Le Taurillon : En avril dernier, nous avons « fêté » un triste anniversaire, celui des 10 ans de l’explosion de la plateforme pétrolière « Deepwater Horizon » dans le Golfe du Mexique. A cette occasion, la Surfrider Foundation a lancé sa campagne « Drilling is killing » contre les forages pétroliers et gaziers en Europe. Pouvez-vous nous en dire plus ?
Yana Prokofyeva : Nous nous saisissons effectivement de cet anniversaire tragique pour relancer la campagne contre les forages en mer. Il faut dire que la Surfrider Foundation s’engage depuis déjà une dizaine d’années contre ces forages et nous avions mené les premières actions de plaidoyer juste après l’explosion de la plateforme Deepwater Horizon. Grâce à cette pression exercée, l’Union européenne s’est dotée en 2013 d’une Directive sur la sécurité de ces infrastructures.
Cette année représente une belle opportunité pour relancer cette campagne et pour sensibiliser le grand public sur ces sujets. Je pense que de nombreux Européens ne savent toujours pas que des forages d’hydrocarbures sont toujours en cours dans les mers européennes et que cela peut porter atteinte à leur qualité de vie.

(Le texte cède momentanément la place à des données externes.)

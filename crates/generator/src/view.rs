//! Render-ready view of one output file
//!
//! Templates only print; every decision (nullability, conversion
//! expressions, method shape, import paths) is made while building the view.

use serde::Serialize;
use twirp_flow_common::{
    ContextRegistry, FileContext, GeneratorOptions, Model, ModelField, Service, ServiceMethod,
};

use crate::imports::{collect_imports, relative_module_path, Import};
use crate::policy::{declared_type, from_json_expr, json_type_name, to_json_expr, MethodShape};
use crate::RUNTIME_FILE;

#[derive(Debug, Clone, Serialize)]
pub struct FileView {
    pub runtime_module: String,
    pub imports: Vec<Import>,
    pub models: Vec<ModelView>,
    pub services: Vec<ServiceView>,
}

#[derive(Debug, Clone, Serialize)]
pub struct ModelView {
    pub name: String,
    pub json_type: String,
    pub fields: Vec<FieldView>,
}

#[derive(Debug, Clone, Serialize)]
pub struct FieldView {
    pub name: String,
    pub json_name: String,
    pub declared_type: String,
    pub json_type: String,
    pub to_json: String,
    pub from_json: String,
}

#[derive(Debug, Clone, Serialize)]
pub struct ServiceView {
    pub name: String,
    pub path_prefix: String,
    pub methods: Vec<MethodView>,
}

#[derive(Debug, Clone, Serialize)]
pub struct MethodView {
    pub name: String,
    pub path: String,
    pub input_arg: String,
    pub input_type: String,
    pub input_json_type: String,
    pub output_type: String,
    pub takes_argument: bool,
    pub returns_value: bool,
    /// Expression sent as the request body
    pub request_body: String,
}

impl FileView {
    pub fn build(
        file: &FileContext,
        registry: &ContextRegistry,
        options: &GeneratorOptions,
    ) -> Self {
        let prefix = options.version.path_prefix();

        Self {
            runtime_module: relative_module_path(&file.file_name, RUNTIME_FILE),
            imports: collect_imports(file, registry),
            models: file
                .models
                .iter()
                .filter(|m| !m.primitive)
                .map(ModelView::build)
                .collect(),
            services: file
                .services
                .iter()
                .map(|s| ServiceView::build(s, prefix, registry))
                .collect(),
        }
    }
}

impl ModelView {
    fn build(model: &Model) -> Self {
        Self {
            name: model.name.clone(),
            json_type: json_type_name(&model.name),
            fields: model.fields.iter().map(FieldView::build).collect(),
        }
    }
}

impl FieldView {
    fn build(field: &ModelField) -> Self {
        Self {
            name: field.name.clone(),
            json_name: field.json_name.clone(),
            declared_type: declared_type(field),
            json_type: field.json_type.clone(),
            to_json: to_json_expr(field),
            from_json: from_json_expr(field),
        }
    }
}

impl ServiceView {
    fn build(service: &Service, prefix: &str, registry: &ContextRegistry) -> Self {
        Self {
            name: service.name.clone(),
            path_prefix: format!("{}/{}/", prefix, service.qualified_name()),
            methods: service
                .methods
                .iter()
                .map(|m| MethodView::build(m, registry))
                .collect(),
        }
    }
}

impl MethodView {
    fn build(method: &ServiceMethod, registry: &ContextRegistry) -> Self {
        let shape = MethodShape::resolve(method, registry);
        let request_body = if shape.takes_argument() { "body" } else { "{}" };

        Self {
            name: method.name.clone(),
            path: method.path.clone(),
            input_arg: method.input_arg.clone(),
            input_type: method.input_type.clone(),
            input_json_type: json_type_name(&method.input_type),
            output_type: method.output_type.clone(),
            takes_argument: shape.takes_argument(),
            returns_value: shape.returns_value(),
            request_body: request_body.to_string(),
        }
    }
}

#[cfg(test)]
mod tests {
    use super::*;
    use twirp_flow_common::{RegistryBuilder, TwirpVersion};

    fn registry(package: &str) -> ContextRegistry {
        let mut builder = RegistryBuilder::new();
        builder.begin_file("api/hats.js");
        builder
            .register_model(Model {
                file_name: "api/hats.js".to_string(),
                name: "Size".to_string(),
                primitive: false,
                fields: vec![ModelField {
                    name: "inches".to_string(),
                    ty: "number".to_string(),
                    json_name: "inches".to_string(),
                    json_type: "number".to_string(),
                    is_message: false,
                    is_repeated: false,
                }],
            })
            .unwrap();
        builder
            .register_service(Service {
                name: "Haberdasher".to_string(),
                package: package.to_string(),
                methods: vec![ServiceMethod {
                    name: "makeHat".to_string(),
                    path: "MakeHat".to_string(),
                    input_arg: "size".to_string(),
                    input_type: "Size".to_string(),
                    output_type: "Size".to_string(),
                }],
            })
            .unwrap();
        builder.build()
    }

    #[test]
    fn test_path_prefix_per_version() {
        let registry = registry("twirp.example");
        let file = &registry.files()[0];

        let v5 = FileView::build(file, &registry, &GeneratorOptions::default());
        assert_eq!(v5.services[0].path_prefix, "/twirp/twirp.example.Haberdasher/");

        let options = GeneratorOptions {
            version: TwirpVersion::V6,
        };
        let v6 = FileView::build(file, &registry, &options);
        assert_eq!(v6.services[0].path_prefix, "/twirp.example.Haberdasher/");
    }

    #[test]
    fn test_empty_package_prefix() {
        let registry = registry("");
        let view = FileView::build(&registry.files()[0], &registry, &GeneratorOptions::default());
        assert_eq!(view.services[0].path_prefix, "/twirp/Haberdasher/");
    }

    #[test]
    fn test_runtime_module_is_relative() {
        let registry = registry("pkg");
        let view = FileView::build(&registry.files()[0], &registry, &GeneratorOptions::default());
        assert_eq!(view.runtime_module, "../twirp");
    }

    #[test]
    fn test_method_view() {
        let registry = registry("pkg");
        let view = FileView::build(&registry.files()[0], &registry, &GeneratorOptions::default());
        let method = &view.services[0].methods[0];

        assert!(method.takes_argument && method.returns_value);
        assert_eq!(method.request_body, "body");
        assert_eq!(method.input_json_type, "SizeJSON");
        assert_eq!(view.models[0].json_type, "SizeJSON");
    }
}
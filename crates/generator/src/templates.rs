//! Template loading

use tera::Tera;
use twirp_flow_common::{GeneratorError, Result};

/// Template rendering one client module per schema file
pub const CLIENT_TEMPLATE: &str = "client.js";

/// Template holding the shared request runtime
pub const RUNTIME_TEMPLATE: &str = "twirp.js";

/// Load all templates
///
/// Template names end in `.js`, so Tera never HTML-escapes the conversion
/// expressions they print.
pub fn load_templates() -> Result<Tera> {
    let mut tera = Tera::default();

    tera.add_raw_template(CLIENT_TEMPLATE, include_str!("../templates/client.js.tera"))
        .map_err(|e| {
            GeneratorError::Generation(format!("Failed to load client.js template: {}", e))
        })?;

    tera.add_raw_template(RUNTIME_TEMPLATE, include_str!("../templates/twirp.js.tera"))
        .map_err(|e| {
            GeneratorError::Generation(format!("Failed to load twirp.js template: {}", e))
        })?;

    Ok(tera)
}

Cette année, la Directive que j’ai évoquée doit être révisée. La Commission devait publier dès l’année dernière un rapport d’évaluation sur ce texte en vue de cette révision. Nous sommes en octobre 2020 et ce rapport n’a toujours pas été rendu public. Pour nous, il s’agit donc d’une opportunité de remettre ce débat en avant et d’insister sur une révision de la Directive, voire sur l’interdiction totale des forages en mer.
LT : En quoi la Directive est-elle insuffisante pour assurer la protection des milieux marins, notamment dans l’océan arctique ?
YP : Il faut d’abord reconnaître que ce texte a été une grande avancée, possible à la suite de l’explosion de la plateforme Deepwater Horizon et de la campagne de sensibilisation que nous avons menée, aux côtés d’autres associations. Grâce à cette Directive, le nombre d’accidents a fortement diminué et un « Deepwater européen » est fortement improbable, contrairement aux États-Unis où les règles ont peu évolué. Pour autant, cette Directive était la première qui réglementait la sécurité des forages en mer. Quand bien même nous ayons poussé pour davantage de sécurité environnementale, nous ne sommes pas parvenu à cette objectif, d’autant que nous étions avant la signature de l’Accord de Paris. A cette époque la sensibilisation des citoyens et des élus politiques était bien moindre.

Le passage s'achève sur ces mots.